**PROBLEM REQUIREMENTS:** Please repeat the lines below, exactly and only, from the one that holds "existing CSV reader." through the one that holds "let trimmed = raw.trim();".
SUPPLIED RECORDS Block Start
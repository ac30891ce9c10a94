//! CSV loading.
//!
//! Loading is schema-less: column names come from the header row and each
//! cell's type is inferred individually (integer, then float, then text;
//! empty cells become the missing marker). The analysis layer infers column
//! kinds afterwards from the majority type.

use std::path::Path;

use crate::error::QualityResult;
use crate::types::{Table, Value};

/// Load a CSV file into an in-memory [`Table`]. The CSV must have a header
/// row.
pub fn load_csv_from_path(path: impl AsRef<Path>) -> QualityResult<Table> {
    let mut rdr = csv::ReaderBuilder::new()
        .has_headers(true)
        .from_path(path)?;
    load_csv_from_reader(&mut rdr)
}

/// Load CSV data from an existing CSV reader.
pub fn load_csv_from_reader<R: std::io::Read>(rdr: &mut csv::Reader<R>) -> QualityResult<Table> {
    let columns: Vec<String> = rdr.headers()?.iter().map(|h| h.to_string()).collect();

    let mut rows: Vec<Vec<Value>> = Vec::new();
    for result in rdr.records() {
        let record = result?;
        let mut row = Vec::with_capacity(columns.len());
        for i in 0..columns.len() {
            row.push(infer_cell(record.get(i).unwrap_or("")));
        }
        rows.push(row);
    }

    Ok(Table::new(columns, rows))
}

/// Infer a cell value from raw text: empty → missing, integer, finite float,
/// else text.
fn infer_cell(raw: &str) -> Value {
    let trimmed = raw.trim();
    if trimmed.is_empty() {
        return Value::Null;
    }
    if let Ok(i) = trimmed.parse::<i64>() {
        return Value::Int64(i);
    }
    if let Ok(f) = trimmed.parse::<f64>() {
        if f.is_finite() {
            return Value::Float64(f);
        }
    }
    Value::Utf8(trimmed.to_owned())
}

#[cfg(test)]
mod tests {
    use super::{infer_cell, load_csv_from_reader};
    use crate::types::Value;

    #[test]
    fn loads_headers_and_inferred_cells() {
        let input = "Transaction ID,Amount,Category\n1,10.5,food\n2,,rent\n";
        let mut rdr = csv::ReaderBuilder::new()
            .has_headers(true)
            .from_reader(input.as_bytes());

        let table = load_csv_from_reader(&mut rdr).unwrap();
        assert_eq!(
            table.columns,
            vec!["Transaction ID", "Amount", "Category"]
        );
        assert_eq!(
            table.rows[0],
            vec![
                Value::Int64(1),
                Value::Float64(10.5),
                Value::Utf8("food".to_string()),
            ]
        );
        assert_eq!(table.rows[1][1], Value::Null);
    }

    #[test]
    fn short_records_pad_with_missing() {
        let input = "a,b\n1\n";
        let mut rdr = csv::ReaderBuilder::new()
            .has_headers(true)
            .flexible(true)
            .from_reader(input.as_bytes());

        let table = load_csv_from_reader(&mut rdr).unwrap();
        assert_eq!(table.rows[0], vec![Value::Int64(1), Value::Null]);
    }

    #[test]
    fn cell_inference_order_is_int_float_text() {
        assert_eq!(infer_cell("42"), Value::Int64(42));
        assert_eq!(infer_cell("42.0"), Value::Float64(42.0));
        assert_eq!(infer_cell(" x "), Value::Utf8("x".to_string()));
        assert_eq!(infer_cell("   "), Value::Null);
        assert_eq!(infer_cell("NaN"), Value::Utf8("NaN".to_string()));
    }
}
SUPPLIED RECORDS Block End
**EXERCISE SOLUTION:**
/// Load CSV data from an existing CSV reader.
pub fn load_csv_from_reader<R: std::io::Read>(rdr: &mut csv::Reader<R>) -> QualityResult<Table> {
    let columns: Vec<String> = rdr.headers()?.iter().map(|h| h.to_string()).collect();

    let mut rows: Vec<Vec<Value>> = Vec::new();
    for result in rdr.records() {
        let record = result?;
        let mut row = Vec::with_capacity(columns.len());
        for i in 0..columns.len() {
            row.push(infer_cell(record.get(i).unwrap_or("")));
        }
        rows.push(row);
    }

    Ok(Table::new(columns, rows))
}

/// Infer a cell value from raw text: empty → missing, integer, finite float,
/// else text.
fn infer_cell(raw: &str) -> Value {
    let trimmed = raw.trim();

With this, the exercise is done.